Danish scientist hopes to find origins of life on comet
After her ten-year voyage the Rosetta spacecraft is preparing to land today on the comet 67P/ Churyumov-Gerasimenko. Scientists at Aarhus University can't wait to get their hands on the data from the mission. It may well tell the story of how life came to earth.
This is a very special day for space scientists across the world.
After a voyage through space taking 10 years, the Rosetta spacecraft will release its high-tech baby – a landing module named Philae – which, by means of a daring manoeuvre, will latch onto the comet 67P/ Churyumov-Gerasimenko.
Scientists hope that Philae will collect groundbreaking data from the comet, providing answers to how the universe was created, where Earth’s oceans come from – perhaps even where we come from.

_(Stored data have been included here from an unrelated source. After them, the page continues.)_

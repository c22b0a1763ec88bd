//! Channel adapters: one "fetch configuration" capability per channel group.
//!
//! Adapters never return a batch-level error. Every failure is a
//! [`FetchError`] the orchestrator turns into a `NOT_OK` outcome.

mod http;
mod shell;

pub use http::{HttpAdapter, HttpGetter, HttpResponse, HttpSettings, ReqwestGetter};
pub use shell::{ShellAdapter, ShellExecutor, ShellRequest, ShellSettings, SshExecutor, device_header};

use super::catalog::DeviceKind;
use super::credentials::Credential;
use super::registry::ClassifiedDevice;
use crate::error::{CredentialError, FetchError};

/// What a successful fetch produced.
#[derive(Debug, Clone, PartialEq, Eq)]
pub enum Fetched {
    /// Configuration text, ready to be written as-is.
    Config(String),
    /// The device answered but returned nothing.
    Empty,
}

impl Fetched {
    /// `Empty` for blank text.
    pub fn from_text(text: String) -> Self {
        if text.trim().is_empty() {
            Self::Empty
        } else {
            Self::Config(text)
        }
    }
}

/// The closed set of adapters.
pub enum ChannelAdapter {
    Shell(ShellAdapter),
    Http(HttpAdapter),
}

impl ChannelAdapter {
    /// Fetch a device's configuration.
    ///
    /// The device kind selects the recipe; an adapter handed a device or
    /// credential of the other group fails with a credential error.
    pub async fn fetch(
        &self,
        device: &ClassifiedDevice,
        credential: &Credential,
    ) -> Result<Fetched, FetchError> {
        match (self, &device.kind, credential) {
            (Self::Shell(adapter), DeviceKind::Shell(kind), Credential::Login { username, password }) => {
                adapter.fetch(&device.record, kind, username, password).await
            }
            (Self::Http(adapter), DeviceKind::Http(kind), Credential::Token(token)) => {
                adapter.fetch(&device.record, kind, token).await
            }
            _ => Err(CredentialError::UnknownReference {
                reference: device.record.credential_ref.clone(),
            }
            .into()),
        }
    }
}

It is the last question in particular that Søren Vrønning, the Danish Scientist of the Department of Physics and Astronomy at Aarhus University, is eager to explore.
Personally I feel like people probably did when we landed on the Moon. Everybody's insanely excited.
Søren Vrønning Hoffmann
For this he will be using the state of the art synchrotron ring, ASTRID 2, located in the basement of Aarhus University.
“It's the question of the origin of life in particular that interests me. It's something we humans have always asked ourselves – where do we come from? I'm hoping we get some exciting answers from Rosetta.”
Did life on earth come with comets?
Vrønning Hoffmann knows what he hopes to find on the comet: Amino acids. Amino acids may turn out to be the key to the source of life, he explains.
Amino acids have already been found on remnants of comets that have landed on Earth in the form of meteorites.
For this reason, scientists are "reasonably convinced" that amino acids will also be found on comets like 67P/ Churyumov-Gerasimenko.
"With the knowledge we possess at this point in time I think it's very difficult not to consider whether it was something from outer space that gave rise to the emergence of life on Earth,” says Vrønning Hoffmann.
Shielded from ultraviolet light
On earth we are shielded from ultraviolet light coming from space by the Earth's atmosphere.
But comets don't have this kind of protection, explains Vrønning Hoffmann, which is one reason why some scientists believe comets may have brought amino acids to our planet – and with them life's building blocks.
When the scientists test this theory using the instruments on board Philae, they will examine whether the amino acids on the comet – if there are any, are chiral in one way or other; whether they are left- or right-handed.
Vrønning Hoffmann's own experiments suggest that the kind of ultraviolet light that hits a amino acid determines whether it becomes right- or left-handed.
Looking at the formation of amino acids
In the basement beneath Aarhus University he is experimenting with a new, advanced light source – ASTRID 2 – which distinguishes itself by being particularly intense in the ultraviolet field.
ASTRID 2 can control which type of ultraviolet light is emitted – whether, for instance, the light is omitted as a wave that oscillates horizontally (horizontally polarised light), or whether it oscillates in a circle (circularly polarised light).
"We have shown that it's possible to create an excess of left-handed amino acids using circularly polarised light."
This means that if a comet passes an area of space with circularly polarised light this might create an excess of left-handed amino acids.
"This is the whole basis of our research; that ultraviolet light doesn't just help to create amino acids – but if it is circularly polarised it will result in an excess of one form of amino acid in relation to the other.”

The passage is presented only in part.